Поэтому, при всем желании Н. К. Пиксанова провести «топографическую дифференциацию культуры. дальше и глубже — в области» [Пиксанов, с. 18], литературный процесс XIX столетия (особенно до 60-х гг.) дает современному исследователю множество примеров скорее становления областных культурных очагов в рамках традиции Нового времени, «прорастания» тенденции, нежели яркую картину ее расцвета. В указанный период областные интеллигентские сообщества только формировались, делали свои первые шаги. Не случайно господствующая модель взаимодействия столичных центров с долго и непросто складывавшимися провинциальными сообществами видится Н. К. Пик- санову в образе эмиграции их наиболее ярких представителей в один из столичных городов.

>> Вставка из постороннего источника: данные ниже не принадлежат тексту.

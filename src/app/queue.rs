use std::sync::Arc;

use tokio::sync::{Mutex, mpsc};

use crate::args::PositiveUsize;

/// One request cycle to run. Carries no data.
#[derive(Debug, Clone, Copy, PartialEq, Eq)]
pub struct JobToken;

pub type JobSender = mpsc::Sender<JobToken>;

/// Receiving half shared by every worker. The async mutex hands each token to
/// exactly one worker.
#[derive(Debug, Clone)]
pub struct JobReceiver {
    inner: Arc<Mutex<mpsc::Receiver<JobToken>>>,
}

impl JobReceiver {
    /// Waits for the next token; `None` once the queue is closed and empty.
    /// Cancel safe.
    pub async fn recv(&self) -> Option<JobToken> {
        self.inner.lock().await.recv().await
    }
}

/// Creates the job queue. Capacity equals the worker count.
#[must_use]
pub fn job_queue(capacity: PositiveUsize) -> (JobSender, JobReceiver) {
    let (tx, rx) = mpsc::channel::<JobToken>(capacity.get());
    (
        tx,
        JobReceiver {
            inner: Arc::new(Mutex::new(rx)),
        },
    )
}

Иерархическое положение «культурного гнезда», характеризуемого как «тесное единение», «органическое слияние» местных «культурных явлений» [Там же, с. 60], предстает под пером Н. К. Пиксанова скорее как подчинение столицам, предполагающее в основном исполнение «донорской» функции по отношению к Петербургу и Москве, насыщение столичной словесности этнографическим колоритом провинции. «Все эти областные культурные гнезда. объединены тем признаком, что, издавна накапливая местные культурные средства, они воспитывали исподволь своих питомцев, которые потом перемещаются в столицу» [Там же, с. 30]. Именно на этом основании исследователь предлагает «четко различать три группы русских писателей XIX в.: 1) усадебные, 2) столичные и 3) провинциальные» [Там же, с. 54, 57]. Н. К. Пиксанов отдает себе отчет в небесспорности предложенной классификации. Более того, он же отмечает возможность иного отношения столицы и провинции, как, например, в жизнедеятельности казанского литературного гнезда начала XIX в., деятели которого, «минуя традиционное посредничество столицы», взаимодействовали с более мощным источником культуры — европейским, а потому и впоследствии они «не разбредались в разные стороны, но оставались в одном гнезде» [Пиксанов, с. 42]. Однако сама по себе логика исследователя весьма показательна: локальные элементы привносятся в общерусскую литературу, отождествляющуюся со столичной, и как непосредственный людской ресурс, и как понимаемые в широком смысле тематические компоненты, черпаемые этой общерусской литературой из местных очагов.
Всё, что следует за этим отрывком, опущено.